Commonplace: Rushdie.

Tuesday, June 14th, 2011

“I always think you start at the stupid end of the book,
and if you’re lucky you finish at the smart end.
When you start out, you feel inadequate to the task.
You don’t even understand the task.”

–Salman Rushdie, The Art of Fiction No. 186, The Paris Review

Commonplace: Yolen.

Saturday, May 21st, 2011

“Now, I am one of those people who makes a distinction between being a writer and being an author. A writer puts words on a page. An author lives in story. A writer is conversant with the keyboard, the author with character.

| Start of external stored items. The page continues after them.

//! HTTP request builder.

use crate::FetchError;
use serde::de::DeserializeOwned;
use serde::Serialize;
use std::collections::HashMap;

/// JSON media type sent with every API request.
pub const JSON_CONTENT_TYPE: &str = "application/json";

/// HTTP methods.
#[derive(Debug, Clone, Copy, PartialEq, Eq, Hash)]
pub enum Method {
    Get,
    Post,
    Put,
    Patch,
    Delete,
    Head,
}

impl Method {
    /// Convert to HTTP method string.
    pub fn as_str(&self) -> &'static str {
        match self {
            Method::Get => "GET",
            Method::Post => "POST",
            Method::Put => "PUT",
            Method::Patch => "PATCH",
            Method::Delete => "DELETE",
            Method::Head => "HEAD",
        }
    }
}

impl std::fmt::Display for Method {
    fn fmt(&self, f: &mut std::fmt::Formatter<'_>) -> std::fmt::Result {
        f.write_str(self.as_str())
    }
}

/// A fully described outbound request.
///
/// Transports consume this value; tests inspect it through the accessors.
#[derive(Debug, Clone)]
pub struct RequestBuilder {
    pub(crate) method: Method,
    pub(crate) url: String,
    pub(crate) headers: HashMap<String, String>,
    pub(crate) body: Option<Vec<u8>>,
}

impl RequestBuilder {
    /// Create a new request builder.
    pub fn new(method: Method, url: impl Into<String>) -> Self {
        Self {
            method,
            url: url.into(),
            headers: HashMap::new(),
            body: None,
        }
    }

    /// Add a header to the request, replacing any previous value.
    pub fn header(mut self, key: impl Into<String>, value: impl Into<String>) -> Self {
        self.headers.insert(key.into(), value.into());
        self
    }

    /// Set the request body as raw bytes.
    pub fn body(mut self, body: impl Into<Vec<u8>>) -> Self {
        self.body = Some(body.into());
        self
    }

    /// Set the request body as a string.
    pub fn text(mut self, text: impl Into<String>) -> Self {
        self.headers
            .entry("Content-Type".to_string())
            .or_insert_with(|| "text/plain".to_string());
        self.body = Some(text.into().into_bytes());
        self
    }

    /// Serialize `value` as the JSON request body.
    pub fn json<T: Serialize>(mut self, value: &T) -> Result<Self, FetchError> {
        let json = serde_json::to_vec(value)?;
        self.headers
            .insert("Content-Type".to_string(), JSON_CONTENT_TYPE.to_string());
        self.body = Some(json);
        Ok(self)
    }

    /// Set the Accept header.
    pub fn accept(self, content_type: impl Into<String>) -> Self {
        self.header("Accept", content_type)
    }

    /// Request method.
    pub fn method(&self) -> Method {
        self.method
    }

    /// Absolute request URL.
    pub fn url(&self) -> &str {
        &self.url
    }

    /// All headers set on the request.
    pub fn headers(&self) -> &HashMap<String, String> {
        &self.headers
    }

    /// Look up a header, ignoring case.
    pub fn header_value(&self, key: &str) -> Option<&str> {
        self.headers
            .iter()
            .find(|(k, _)| k.eq_ignore_ascii_case(key))
            .map(|(_, v)| v.as_str())
    }

    /// Raw request body, if any.
    pub fn body_bytes(&self) -> Option<&[u8]> {
        self.body.as_deref()
    }

    /// Decode the request body as JSON.
    pub fn json_body<T: DeserializeOwned>(&self) -> Result<T, FetchError> {
        let body = self.body.as_deref().unwrap_or(b"null");
        serde_json::from_slice(body).map_err(|e| FetchError::ParseError(e.to_string()))
    }
}

#[cfg(test)]
mod tests {
    use super::*;

    #[test]
    fn test_json_sets_content_type_and_body() {
        let req = RequestBuilder::new(Method::Post, "https://api.test/products")
            .json(&serde_json::json!({ "name": "Lamp" }))
            .unwrap();

        assert_eq!(req.header_value("content-type"), Some(JSON_CONTENT_TYPE));
        let body: serde_json::Value = req.json_body().unwrap();
        assert_eq!(body["name"], "Lamp");
    }

    #[test]
    fn test_text_keeps_explicit_content_type() {
        let req = RequestBuilder::new(Method::Put, "https://api.test/notes")
            .header("Content-Type", JSON_CONTENT_TYPE)
            .text("{}");

        assert_eq!(req.header_value("Content-Type"), Some(JSON_CONTENT_TYPE));
        assert_eq!(req.body_bytes(), Some(&b"{}"[..]));
    }

    #[test]
    fn test_method_display() {
        assert_eq!(Method::Delete.to_string(), "DELETE");
        assert_eq!(Method::Head.as_str(), "HEAD");
    }

    #[test]
    fn test_json_body_without_body_is_null() {
        let req = RequestBuilder::new(Method::Get, "https://api.test/users");
        let body: Option<String> = req.json_body().unwrap();
        assert!(body.is_none());
    }
}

“Roland Barthes has said: ‘The author performs a function; the writer an activity.’ We are talking here about the difference between desire and obsession; between hobby and life. But in either case, I suggest you learn to write not with blood and fear, but with joy.”

—Jane Yolen (source)

Commonplace: Gibbon.

Thursday, April 21st, 2011

“Active valor may often be the present of nature;
but … patient diligence can be the fruit only of habit and discipline.”

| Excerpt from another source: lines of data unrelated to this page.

//! Image URL check.

use anyhow::Result;
use shopdesk_commerce::catalog::{has_image_extension, is_valid_image_url};

use super::ImageCheckArgs;
use crate::context::Context;

/// Run the image-check command.
pub async fn run(args: ImageCheckArgs, ctx: &Context) -> Result<()> {
    let client = ctx.plain_client()?;

    let spinner = ctx.output.spinner("Checking image...");
    let valid = is_valid_image_url(&client, &args.url).await;
    spinner.finish_and_clear();

    if ctx.output.is_json() {
        ctx.output.json(&serde_json::json!({ "url": args.url, "valid": valid }));
        return Ok(());
    }

    if valid {
        let how = if has_image_extension(&args.url) {
            "by extension"
        } else {
            "by content type"
        };
        ctx.output.success(&format!("{} is an image ({})", args.url, how));
    } else {
        ctx.output.warn(&format!("{} is not a usable image URL", args.url));
    }
    Ok(())
}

—Edward Gibbon, History of the Decline and Fall of the Roman Empire

Commonplace: Mary-Louise Parker on self-image.

Sunday, February 6th, 2011

“It’s nice to have the luxury
of not being overburdened
with a self-image.”

—Mary-Louise Parker in Esquire

Commonplace: T. C. Boyle on having a family and being a writer.

Tuesday, January 25th, 2011

Having a family has been very good for me (and I hope good for them too). It gave me the stability I needed to begin and pursue a career as a writer. People tend to romanticize the picture of a writer—they want it to be easy, something a genius can just knock off between debauches, because if it is, if it doesn’t require talent, discipline and a lifelong commitment, then maybe there’s a hope that they, too, someday can knock out their own great and stirring work. We have the devastating example before us of the overwhelming numbers of American writers destroyed by dope and booze—Tom Dardis’s The Thirsty Muse is a real eye-opener—and people tend to think that chemically altering one’s mind is the way to inspiration. Maybe it is. But for me it seems counterproductive. I have never written a sentence—or even thought of writing a sentence—without being in the clearest state of mind. This is my life’s work. This is what I’m meant to do, and why screw with it? I think the way to be a writer is to experience things, certainly, and be open to things, but at some point to become dedicated to the craft of writing and to create a stable environment for that writing to occur in. At least in my case that’s true. So having a family and leading a stable life is absolutely essential to any writing I’ve ever done. When I did my earliest writing, I led a pretty wild life, and the writing was fairly spotty. I would write occasionally. Now I write every day, seven days a week, all year long. And it is my life.

T. C. Boyle
The Art of Fiction No. 161
The Paris Review, Summer 2000

Commonplace: Norman Fischer on Writing.

Monday, January 17th, 2011

I have noticed over the years in my conversations with writers that for a writer, writing is a sort of absolute bottom line. “Are you writing?” If the answer is yes, then no matter what else is going on, your life — and all of life — is basically OK. You are who you are supposed to be, and your existence makes sense. If the answer is no, then you are not doing well, your relationships and basic well-being are in jeopardy, and the rest of the world is dark and problematic.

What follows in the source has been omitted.